Nigeria Security Update
The year 2018 ended on a sour note along the shoreline of Lake Chad. For the last fortnight, the reports of conflict near the town of Baga have caught analysts by surprise.
The insurgents who are believed to be from ISWAP (Islamic State West Africa Province) were actually able to capture the town. Reports have indicated that at least 700 Nigerian Troops remain unaccounted for while another 2000 are reported to be surrounded as well. Baga is also a base for the regional joint task force tasked with defeating Boko Haram as well. There is a presence of Chadian Troops at this facility also. The status of these troops has not been verified yet.
There is a sordid history regarding this town as well. In 2013 an incident between Boko Haram and the Nigerian Military led to the deaths of an estimated 200 Civilians.
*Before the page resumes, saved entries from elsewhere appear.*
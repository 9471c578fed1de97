//! User entity model and DTOs.

use idhelper_core::entity_keys::EntityKeyDeriver;
use idhelper_core::last_login::HasLastLogin;
use idhelper_core::types::{Timestamp, UserKey};
use serde::{Deserialize, Serialize};

use crate::error::TableError;
use crate::models::normalize;
use crate::table::TableEntity;

/// Full user record from the user table.
///
/// `password_hash` is opaque here; hashing and verification belong to the
/// host. NEVER serialize this to API responses directly.
#[derive(Debug, Clone, PartialEq, Serialize, Deserialize)]
pub struct StoredUser {
    pub key: UserKey,
    pub user_name: String,
    pub normalized_user_name: String,
    pub email: Option<String>,
    pub normalized_email: Option<String>,
    pub email_confirmed: bool,
    pub password_hash: Option<String>,
    pub security_stamp: String,
    pub last_login: Option<Timestamp>,
    pub created_at: Timestamp,
    /// Version of the stored row this copy was read from.
    #[serde(skip)]
    pub etag: Option<String>,
}

impl StoredUser {
    pub fn to_entity(&self, keys: &EntityKeyDeriver) -> Result<TableEntity, TableError> {
        Ok(TableEntity::from_model(keys.derive(&self.key), self)?.with_etag(self.etag.clone()))
    }

    pub fn from_entity(entity: &TableEntity) -> Result<Self, TableError> {
        let mut user: Self = entity.to_model()?;
        if user.key.value() != entity.partition_key {
            return Err(TableError::Invalid(format!(
                "user key '{}' does not match partition key '{}'",
                user.key, entity.partition_key
            )));
        }
        user.etag = entity.etag.clone();
        Ok(user)
    }
}

impl HasLastLogin for StoredUser {
    fn last_login(&self) -> Option<Timestamp> {
        self.last_login
    }

    fn set_last_login(&mut self, at: Timestamp) {
        self.last_login = Some(at);
    }
}

/// DTO for creating a new user. A key is generated when `key` is `None`.
#[derive(Debug, Clone, Deserialize)]
pub struct CreateUser {
    pub key: Option<UserKey>,
    pub user_name: String,
    pub password_hash: Option<String>,
}

impl CreateUser {
    pub fn into_user(self, now: Timestamp) -> StoredUser {
        StoredUser {
            key: self.key.unwrap_or_else(UserKey::generate),
            normalized_user_name: normalize(&self.user_name),
            user_name: self.user_name,
            email: None,
            normalized_email: None,
            email_confirmed: false,
            password_hash: self.password_hash,
            security_stamp: uuid::Uuid::new_v4().to_string(),
            last_login: None,
            created_at: now,
            etag: None,
        }
    }
}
The group then returned to the area and launched an attack in January 2015 over a four day period that resulted in over 2,000 people be killed according to some accounts. It is clear that there is an intrinsic strategic value that Baga maintains that the insurgents find enticing.
The recent attacks reveal some interesting trends in the conflict that should be monitored.
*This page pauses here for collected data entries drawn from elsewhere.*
//! Chunked data view command line tool.
//!
//! Archives GRIB2 files into a directory store, lists stored records and
//! reads chunks of views described by YAML definitions.

use std::collections::HashSet;
use std::fs;
use std::path::{Path, PathBuf};
use std::sync::Arc;

use anyhow::{bail, Context, Result};
use bytes::Bytes;
use chunked_data_view::{ChunkedDataView, ChunkedDataViewBuilder, ViewDefinition};
use clap::{Parser, Subcommand};
use field_store::{DataHandle, DirectoryStore, FieldStore, StoreConfig};
use grib2_parser::{Grib2Message, Grib2Reader};
use mars_request::{Key, Request};
use tracing::{info, warn, Level};
use tracing_subscriber::FmtSubscriber;

#[derive(Parser, Debug)]
#[command(name = "cdv")]
#[command(about = "Chunked N-dimensional views over a GRIB field store")]
struct Cli {
    /// Store directory (defaults to CDV_STORE_ROOT)
    #[arg(short, long, global = true)]
    store: Option<PathBuf>,

    /// Log level
    #[arg(long, default_value = "info", global = true)]
    log_level: String,

    /// Emit logs as JSON
    #[arg(long, global = true)]
    log_json: bool,

    #[command(subcommand)]
    command: Commands,
}

#[derive(Subcommand, Debug)]
enum Commands {
    /// Archive every message of a GRIB2 file
    Archive {
        /// GRIB2 file
        file: PathBuf,

        /// Key template, e.g. "class=od,date=20200101,step={step},param=t".
        /// Placeholders: {index}, {step}, {level}, {param}
        #[arg(short, long)]
        key: String,
    },

    /// List the records matching a request
    List {
        /// Request, e.g. "date=20200101/to/20200103,param=t"
        request: String,
    },

    /// Print the shape of a view
    Shape {
        /// View definition YAML file
        view: PathBuf,
    },

    /// Read one chunk of a view
    Read {
        /// View definition YAML file
        view: PathBuf,

        /// Chunk index, comma separated (e.g. "0,2,1")
        #[arg(short, long)]
        chunk: String,

        /// Write the chunk as little-endian f32 to this file
        #[arg(short, long)]
        output: Option<PathBuf>,
    },
}

fn main() -> Result<()> {
    dotenvy::dotenv().ok();
    let cli = Cli::parse();

    init_tracing(&cli.log_level, cli.log_json)?;

    let mut store_config = StoreConfig::from_env();
    if let Some(root) = &cli.store {
        store_config.root = root.clone();
    }

    match cli.command {
        Commands::Archive { file, key } => {
            store_config.create_if_missing = true;
            let store = store_config.open_store()?;
            archive(&store, &file, &key)
        }
        Commands::List { request } => {
            let store = store_config.open_store()?;
            list(&store, &request)
        }
        Commands::Shape { view } => {
            let view = open_view(&store_config, &view)?;
            println!("shape:       {:?}", view.shape());
            println!("chunk shape: {:?}", view.chunk_shape());
            println!("chunks:      {:?}", view.chunks());
            println!("chunk size:  {} values", view.count_chunk_values());
            Ok(())
        }
        Commands::Read {
            view,
            chunk,
            output,
        } => {
            let view = open_view(&store_config, &view)?;
            read(&view, &chunk, output.as_deref())
        }
    }
}

fn init_tracing(log_level: &str, json: bool) -> Result<()> {
    let level = match log_level.to_lowercase().as_str() {
        "trace" => Level::TRACE,
        "debug" => Level::DEBUG,
        "info" => Level::INFO,
        "warn" => Level::WARN,
        "error" => Level::ERROR,
        _ => Level::INFO,
    };

    let builder = FmtSubscriber::builder()
        .with_max_level(level)
        .with_target(true)
        .with_writer(std::io::stderr);

    if json {
        tracing::subscriber::set_global_default(builder.json().finish())?;
    } else {
        tracing::subscriber::set_global_default(builder.finish())?;
    }
    Ok(())
}

fn archive(store: &DirectoryStore, file: &Path, template: &str) -> Result<()> {
    let data = fs::read(file).with_context(|| format!("reading {}", file.display()))?;
    let mut reader = Grib2Reader::new(Bytes::from(data));

    let mut seen = HashSet::new();
    let mut index = 0;
    while let Some(message) = reader.next_message()? {
        let key = Key::parse(&expand_template(template, index, &message))
            .with_context(|| format!("key for message {}", index))?;
        if !seen.insert(key.clone()) {
            bail!(
                "messages map to the same key {}, add placeholders to the key template",
                key
            );
        }

        store.archive(key.clone(), message.raw())?;
        info!(key = %key, values = message.num_values(), "Archived message");
        index += 1;
    }
    store.flush()?;

    if index == 0 {
        warn!(file = %file.display(), "File holds no GRIB2 message");
    }
    println!("archived {} messages into {}", index, store.root().display());
    Ok(())
}

fn expand_template(template: &str, index: usize, message: &Grib2Message) -> String {
    let product = &message.product_definition;
    template
        .replace("{index}", &index.to_string())
        .replace("{step}", &product.forecast_time.to_string())
        .replace("{level}", &product.level_value.to_string())
        .replace(
            "{param}",
            &format!(
                "{}.{}.{}",
                message.indicator.discipline, product.parameter_category, product.parameter_number
            ),
        )
}

fn list(store: &DirectoryStore, request: &str) -> Result<()> {
    let request = Request::parse(request)?;
    let mut count = 0;
    for item in store.inspect(&request)? {
        let (key, handle) = item?;
        match handle.size_hint() {
            Some(size) => println!("{}  ({} bytes)", key, size),
            None => println!("{}", key),
        }
        count += 1;
    }
    println!("{} records", count);
    Ok(())
}

fn open_view(store_config: &StoreConfig, definition: &Path) -> Result<ChunkedDataView> {
    let definition = ViewDefinition::from_yaml_file(definition)?;
    let store: Arc<dyn FieldStore> = Arc::new(store_config.open_store()?);
    let view = ChunkedDataViewBuilder::from_definition(&definition, store).build()?;
    Ok(view)
}

fn read(view: &ChunkedDataView, chunk: &str, output: Option<&Path>) -> Result<()> {
    let index = parse_chunk_index(chunk)?;
    let (values, fill) = view.chunk(&index)?;

    println!("chunk {:?}: {}", index, fill);
    match Stats::of(&values) {
        Some(stats) => println!(
            "min {:.4}  max {:.4}  mean {:.4}  ({} of {} values valid)",
            stats.min,
            stats.max,
            stats.mean,
            stats.valid,
            values.len()
        ),
        None => println!("no valid values"),
    }

    if let Some(path) = output {
        let bytes: Vec<u8> = values.iter().flat_map(|v| v.to_le_bytes()).collect();
        fs::write(path, bytes).with_context(|| format!("writing {}", path.display()))?;
        println!("wrote {} values to {}", values.len(), path.display());
    }
    Ok(())
}

fn parse_chunk_index(text: &str) -> Result<Vec<usize>> {
    text.split(',')
        .map(|part| {
            part.trim()
                .parse::<usize>()
                .with_context(|| format!("invalid chunk index component '{}'", part))
        })
        .collect()
}

/// Summary of the non-NaN values of a chunk.
#[derive(Debug, PartialEq)]
struct Stats {
    min: f32,
    max: f32,
    mean: f64,
    valid: usize,
}

impl Stats {
    fn of(values: &[f32]) -> Option<Self> {
        let mut min = f32::INFINITY;
        let mut max = f32::NEG_INFINITY;
        let mut sum = 0.0f64;
        let mut valid = 0;
        for &v in values.iter().filter(|v| !v.is_nan()) {
            min = min.min(v);
            max = max.max(v);
            sum += v as f64;
            valid += 1;
        }
        (valid > 0).then(|| Self {
            min,
            max,
            mean: sum / valid as f64,
            valid,
        })
    }
}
The tactics that are currently used by the Nigerian Military are not working. One of the basic tenets of a counterinsurgency program is that when a Nation is failing while using this strategy it is failing because of governance. The current leadership in the Nigerian Military has not provided adequate training or equipment to the boots on the ground.
The civilian authorities in Abuja have not been able to restore its presence in Borno State either. Providing basic services whether on a federal or state level does play into the hands of the insurgents. With Presidential elections scheduled to take place this year another question that arises is how will the recent fighting around Baga impact the election?
The new tactics being used by ISWAP of overrunning a facility and promptly vacating it after a certain amount of time shows that they have learned new tactics from fighters returning from battlefields in Libya, Mali, and Syria. The return of these fighters will change how the conflict will evolve.
Another fact that needs to be considered is what happens when ISWAP and Boko Haram come into conflict. These competing ideologies may come into direct conflict sooner as some of the more militant strains of Islam rise and fall. There have been no reports of any direct confrontations yet between these two groups.
The fighting around Baga shows that Nigeria still finds itself at an impasse. Despite changes in leadership some key issues that plague the country are not being addressed. That could be from issues that are not being addressed by Parliament. There are some structural flaws such as having the Police being run from Abuja and not the States. This does influence response times and could politicize some investigations as well.
These issues can be resolved. But there has to be some will to resolve these issues to move Nigeria forward.